The battle over Mount Spokane Ski Area has progressed as slowly as melting snow, but recent legal developments have given the process a push.
A ruling this week from Olympia has given an arbitration panel at the center of the controversy what it needed to proceed: clear directions about what it must decide.
Along with that ruling, a lawsuit challenging the public development authority designed to run the ski area instead of the current operators has stalled.
Three arbitrators have been meeting to decide how much the Mt. Spokane Skiing Corp. has invested over the past two decades.
The panel needs to find out in order to give the Mount Spokane 2000 Study Group, made up of Spokane civic and business leaders, a dollar amount it must pay to buy out the longtime operator.
The study group and the ski company have feuded over the next 20-year concession for the past several years.
The state wants the study group to take over, and many skiers agree; the company, headed by Gregg Sowder, didn’t make many friends this ski season by running a truncated schedule and closing the area with 15 feet of snow still on the mountain.

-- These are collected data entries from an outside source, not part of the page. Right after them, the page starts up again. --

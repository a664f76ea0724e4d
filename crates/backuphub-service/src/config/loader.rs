//! File-backed system configuration source.

use async_trait::async_trait;

use backuphub_core::config::SystemConfig;
use backuphub_core::result::AppResult;
use backuphub_core::traits::ConfigProvider;

/// Reads the system configuration file on every call.
#[derive(Debug, Clone)]
pub struct FileConfigProvider {
    path: String,
}

impl FileConfigProvider {
    /// Create a provider for the given file. The extension may be omitted.
    pub fn new(path: impl Into<String>) -> Self {
        Self { path: path.into() }
    }

    /// Path this provider reads.
    pub fn path(&self) -> &str {
        &self.path
    }
}

#[async_trait]
impl ConfigProvider for FileConfigProvider {
    async fn load_system_config(&self) -> AppResult<SystemConfig> {
        let path = self.path.clone();
        let config = tokio::task::spawn_blocking(move || SystemConfig::load(&path))
            .await
            .map_err(|e| {
                backuphub_core::AppError::internal(format!("System config loader panicked: {e}"))
            })??;

        tracing::debug!(
            path = %self.path,
            cron_expression = %config.backups.database.cron_expression,
            enabled = config.backups.database.enabled,
            "Loaded system config"
        );
        Ok(config)
    }
}

#[cfg(test)]
mod tests {
    use super::*;

    #[tokio::test]
    async fn test_reads_file_on_every_call() {
        let dir = tempfile::tempdir().unwrap();
        let path = dir.path().join("system.toml");
        std::fs::write(
            &path,
            "[backups.database]\ncron_expression = \"0 2 * * *\"\nenabled = true\n",
        )
        .unwrap();

        let provider = FileConfigProvider::new(path.to_string_lossy());
        let first = provider.load_system_config().await.unwrap();
        assert_eq!(first.backups.database.cron_expression, "0 2 * * *");

        std::fs::write(
            &path,
            "[backups.database]\ncron_expression = \"0 3 * * *\"\nenabled = false\n",
        )
        .unwrap();

        let second = provider.load_system_config().await.unwrap();
        assert_eq!(second.backups.database.cron_expression, "0 3 * * *");
        assert!(!second.backups.database.enabled);
    }

    #[tokio::test]
    async fn test_missing_file_yields_defaults() {
        let dir = tempfile::tempdir().unwrap();
        let provider = FileConfigProvider::new(dir.path().join("absent.toml").to_string_lossy());
        let config = provider.load_system_config().await.unwrap();
        assert_eq!(config, SystemConfig::default());
    }

    #[tokio::test]
    async fn test_malformed_file_is_configuration_error() {
        let dir = tempfile::tempdir().unwrap();
        let path = dir.path().join("system.toml");
        std::fs::write(&path, "[backups.database]\nenabled = \"sometimes\"\n").unwrap();

        let err = FileConfigProvider::new(path.to_string_lossy())
            .load_system_config()
            .await
            .unwrap_err();
        assert_eq!(err.kind, backuphub_core::error::ErrorKind::Configuration);
    }
}
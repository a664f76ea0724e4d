//! CLI command definitions and dispatch.

pub mod backup;
pub mod config;
pub mod lock;
pub mod migrate;
pub mod worker;

use clap::{Parser, Subcommand};

use crate::output::OutputFormat;
use backuphub_core::config::AppConfig;
use backuphub_core::error::AppError;

/// BackupHub, single-leader database backup scheduling
#[derive(Debug, Parser)]
#[command(name = "backuphub", version, about, long_about = None)]
pub struct Cli {
    /// Path to configuration file
    #[arg(short, long, default_value = "config/default.toml")]
    pub config: String,

    /// Output format
    #[arg(short, long, value_enum, default_value = "table")]
    pub format: OutputFormat,

    /// Subcommand to execute
    #[command(subcommand)]
    pub command: Commands,
}

/// Top-level commands
#[derive(Debug, Subcommand)]
pub enum Commands {
    /// Database migration management
    Migrate(migrate::MigrateArgs),
    /// Database backups
    Backup(backup::BackupArgs),
    /// Shared lock inspection and recovery
    Lock(lock::LockArgs),
    /// Configuration management
    Config(config::ConfigArgs),
    /// Worker management
    Worker(worker::WorkerArgs),
}

impl Cli {
    /// Execute the CLI command
    pub async fn execute(&self) -> Result<(), AppError> {
        match &self.command {
            Commands::Migrate(args) => migrate::execute(args, &self.config).await,
            Commands::Backup(args) => backup::execute(args, &self.config, self.format).await,
            Commands::Lock(args) => lock::execute(args, &self.config, self.format).await,
            Commands::Config(args) => config::execute(args, &self.config, self.format).await,
            Commands::Worker(args) => worker::execute(args, &self.config).await,
        }
    }
}

/// Helper: load configuration from file
pub async fn load_config(config_path: &str) -> Result<AppConfig, AppError> {
    AppConfig::load(config_path)
}

/// Helper: create database pool from config
pub async fn create_db_pool(config: &AppConfig) -> Result<sqlx::PgPool, AppError> {
    let pool = backuphub_database::connection::DatabasePool::connect(&config.database).await?;
    Ok(pool.into_pool())
}
//! Cluster lock records.

pub mod model;

pub use model::LockRecord;
//! Job queue abstraction for enqueuing and claiming background jobs.

use std::sync::Arc;

use async_trait::async_trait;
use serde::{Deserialize, Serialize};
use uuid::Uuid;

use backuphub_core::error::AppError;
use backuphub_core::result::AppResult;
use backuphub_core::traits::JobEnqueuer;
use backuphub_core::types::JobName;
use backuphub_database::repositories::job::JobRepository;
use backuphub_entity::job::{CreateJob, Job, JobState};

/// Job queue for enqueuing and claiming work
#[derive(Debug, Clone)]
pub struct JobQueue {
    /// Job repository for database persistence
    repo: Arc<JobRepository>,
    /// Worker identifier for claiming jobs
    worker_id: String,
    /// Attempts granted to jobs enqueued through [`JobEnqueuer`]
    default_max_attempts: i32,
}

impl JobQueue {
    /// Create a new job queue
    pub fn new(repo: Arc<JobRepository>, worker_id: String, default_max_attempts: i32) -> Self {
        Self {
            repo,
            worker_id,
            default_max_attempts,
        }
    }

    /// Identifier this queue claims jobs under
    pub fn worker_id(&self) -> &str {
        &self.worker_id
    }

    /// Enqueue a new job
    pub async fn enqueue(&self, params: CreateJob) -> Result<Job, AppError> {
        let job = self
            .repo
            .create(&params)
            .await
            .map_err(|e| AppError::internal(format!("Failed to enqueue job: {}", e)))?;

        tracing::debug!(
            "Enqueued job: id={}, type='{}', queue='{}'",
            job.id,
            job.job_type,
            job.queue
        );

        Ok(job)
    }

    /// Claim the next available job from the given queues, in order
    pub async fn dequeue(&self, queues: &[&str]) -> Result<Option<Job>, AppError> {
        for queue in queues {
            let job = self
                .repo
                .claim_next(queue, &self.worker_id)
                .await
                .map_err(|e| AppError::internal(format!("Failed to dequeue job: {}", e)))?;

            if let Some(job) = job {
                tracing::debug!(
                    "Dequeued job: id={}, type='{}', queue='{}'",
                    job.id,
                    job.job_type,
                    job.queue
                );
                return Ok(Some(job));
            }
        }

        Ok(None)
    }

    /// Mark a job as completed successfully
    pub async fn complete(&self, job_id: Uuid) -> Result<(), AppError> {
        self.repo
            .mark_completed(job_id)
            .await
            .map_err(|e| AppError::internal(format!("Failed to complete job: {}", e)))?;

        tracing::debug!("Job completed: id={}", job_id);
        Ok(())
    }

    /// Mark a job as failed
    pub async fn fail(&self, job_id: Uuid, error: &str) -> Result<(), AppError> {
        self.repo
            .mark_failed(job_id, error)
            .await
            .map_err(|e| AppError::internal(format!("Failed to mark job as failed: {}", e)))?;

        tracing::debug!("Job failed: id={}, error='{}'", job_id, error);
        Ok(())
    }

    /// Return a running job to the queue for another attempt
    pub async fn retry(&self, job_id: Uuid, error: &str) -> Result<(), AppError> {
        self.repo
            .retry(job_id, error)
            .await
            .map_err(|e| AppError::internal(format!("Failed to retry job: {}", e)))?;

        tracing::debug!("Job retried: id={}", job_id);
        Ok(())
    }

    /// Count jobs in every state
    pub async fn stats(&self) -> Result<QueueStats, AppError> {
        let mut counts = Vec::with_capacity(JobState::ALL.len());
        for state in JobState::ALL {
            let count = self.repo.count_by_state(state).await.map_err(|e| {
                AppError::internal(format!("Failed to count {} jobs: {}", state, e))
            })?;
            counts.push((state, count));
        }

        Ok(QueueStats::from_counts(self.worker_id.clone(), counts))
    }
}

/// Where the worker records how an attempt ended.
#[async_trait]
pub trait JobOutcomeSink: Send + Sync {
    /// The job succeeded.
    async fn complete(&self, job_id: Uuid) -> AppResult<()>;
    /// The attempt failed; put the job back for another one.
    async fn retry(&self, job_id: Uuid, error: &str) -> AppResult<()>;
    /// The job failed for good.
    async fn fail(&self, job_id: Uuid, error: &str) -> AppResult<()>;
}

#[async_trait]
impl JobOutcomeSink for JobQueue {
    async fn complete(&self, job_id: Uuid) -> AppResult<()> {
        JobQueue::complete(self, job_id).await
    }

    async fn retry(&self, job_id: Uuid, error: &str) -> AppResult<()> {
        JobQueue::retry(self, job_id, error).await
    }

    async fn fail(&self, job_id: Uuid, error: &str) -> AppResult<()> {
        JobQueue::fail(self, job_id, error).await
    }
}

/// Queue statistics
#[derive(Debug, Clone, Default, PartialEq, Eq, Serialize, Deserialize)]
pub struct QueueStats {
    /// Number of pending jobs
    pub pending: i64,
    /// Number of running jobs
    pub running: i64,
    /// Number of completed jobs
    pub completed: i64,
    /// Number of failed jobs
    pub failed: i64,
    /// Number of cancelled jobs
    pub cancelled: i64,
    /// Worker identifier the stats were taken by
    pub worker_id: String,
}

impl QueueStats {
    /// Build stats from per-state counts. States not listed count as zero.
    pub fn from_counts(
        worker_id: String,
        counts: impl IntoIterator<Item = (JobState, i64)>,
    ) -> Self {
        let mut stats = Self {
            worker_id,
            ..Self::default()
        };
        for (state, count) in counts {
            *stats.count_mut(state) = count;
        }
        stats
    }

    /// Count for one state.
    pub fn count(&self, state: JobState) -> i64 {
        match state {
            JobState::Pending => self.pending,
            JobState::Running => self.running,
            JobState::Completed => self.completed,
            JobState::Failed => self.failed,
            JobState::Cancelled => self.cancelled,
        }
    }

    fn count_mut(&mut self, state: JobState) -> &mut i64 {
        match state {
            JobState::Pending => &mut self.pending,
            JobState::Running => &mut self.running,
            JobState::Completed => &mut self.completed,
            JobState::Failed => &mut self.failed,
            JobState::Cancelled => &mut self.cancelled,
        }
    }
}

#[async_trait]
impl JobEnqueuer for JobQueue {
    async fn queue(&self, job: JobName) -> AppResult<()> {
        self.enqueue(CreateJob::for_job(job, self.default_max_attempts))
            .await
            .map(|_| ())
    }
}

The three panelists - one from the study group, one from the ski company and one selected by the two - will decide what on the mountain is part of Sowder’s investment, how much that equipment is worth, and how the study group ought to pay Sowder.
Study group attorney Duane Swinton said the details of when and how remain unclear. The panel will confer April 30 to decide a timetable to arrive at the figure. The study group wants an appraisal, which could take some time.
The arbitration panel was to have come up with the dollar amount by April 15. But the panel considered expanding its ruling power to address some of the issues that Sowder has raised in his lawsuit against the state and the study group.
The ruling restricts the panel to deciding the value of Sowder’s investment and how that will be paid off, a position favored by the Washington Parks and Recreation Commission, said Wayne McLaughlin, contracts manager in Olympia.
In an apparent nod for the study group, the suit challenging the legality of the public entity the study group has formed seems to be at a dead end.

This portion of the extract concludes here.